| Task instructions |
I need every line of the material below that includes the string "format".

| Data for analysis |
▼▼▼

use crate::alignment::{boundaries, speaker};
use crate::config::AlignConfig;
use crate::pipeline::traits::SimilarityScorer;
use crate::types::SpanMatch;

/// Locates the ground-truth span that best approximates `chunk_text`.
///
/// Candidates are every ordered pair of word boundaries inside an asymmetric
/// window around `cursor` (one chunk-length backward, two forward by default).
/// Each candidate is scored after stripping a leading speaker token and
/// collapsing whitespace; the running best score is handed to the scorer as a
/// cutoff so hopeless candidates are rejected before the edit distance is
/// computed. Ties keep the first-found maximum, i.e. the earliest start and
/// then the earliest end.
///
/// Returns `None` when the window holds fewer than two word boundaries (the
/// caller treats this as a soft failure and leaves its cursor unchanged).
pub fn best_match(
    ground_truth: &str,
    chunk_text: &str,
    cursor: usize,
    config: &AlignConfig,
    scorer: &dyn SimilarityScorer,
) -> Option<SpanMatch> {
    let (lo, hi) = boundaries::search_window(
        ground_truth,
        cursor,
        chunk_text.len(),
        config.back_window_factor,
        config.forward_window_factor,
    );
    let offsets = boundaries::boundary_offsets(ground_truth, lo, hi);
    if offsets.len() < 2 {
        return None;
    }

    let mut best: Option<(f64, usize, usize)> = None;
    for (idx, &start) in offsets.iter().enumerate() {
        for &end in &offsets[idx + 1..] {
            let candidate = speaker::collapse_whitespace(speaker::strip_leading_label(
                &ground_truth[start..end],
            ));
            let cutoff = best.map(|(score, _, _)| score).unwrap_or(-1.0);
            if let Some(score) = scorer.score(&candidate, chunk_text, cutoff) {
                best = Some((score, start, end));
            }
        }
    }

    let (score, start, end) = best?;
    tracing::debug!(
        score = format!("{score:.3}"),
        start,
        end,
        "matcher: selected candidate span"
    );
    Some(SpanMatch {
        text: labeled_span(ground_truth, start, end),
        score,
        start,
        end,
    })
}

/// Renders the matched span with its speaker attribution.
///
/// A match that begins exactly at a line start already owns the line,
/// including any label the line carries, so it is returned as-is (whitespace
/// collapsed). A match that begins mid-line gets the line's label recovered
/// and prepended to the cleaned span.
fn labeled_span(ground_truth: &str, start: usize, end: usize) -> String {
    let span = &ground_truth[start..end];
    let line_start = speaker::line_start(ground_truth, start);
    if start == line_start {
        return speaker::collapse_whitespace(span);
    }
    let cleaned = speaker::collapse_whitespace(speaker::strip_leading_label(span));
    match speaker::label_at(ground_truth, line_start) {
        Some(label) => format!("{label}: {cleaned}"),
        None => cleaned,
    }
}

▲▲▲

| Reply |
        score = format!("{score:.3}"),
        Some(label) => format!("{label}: {cleaned}"),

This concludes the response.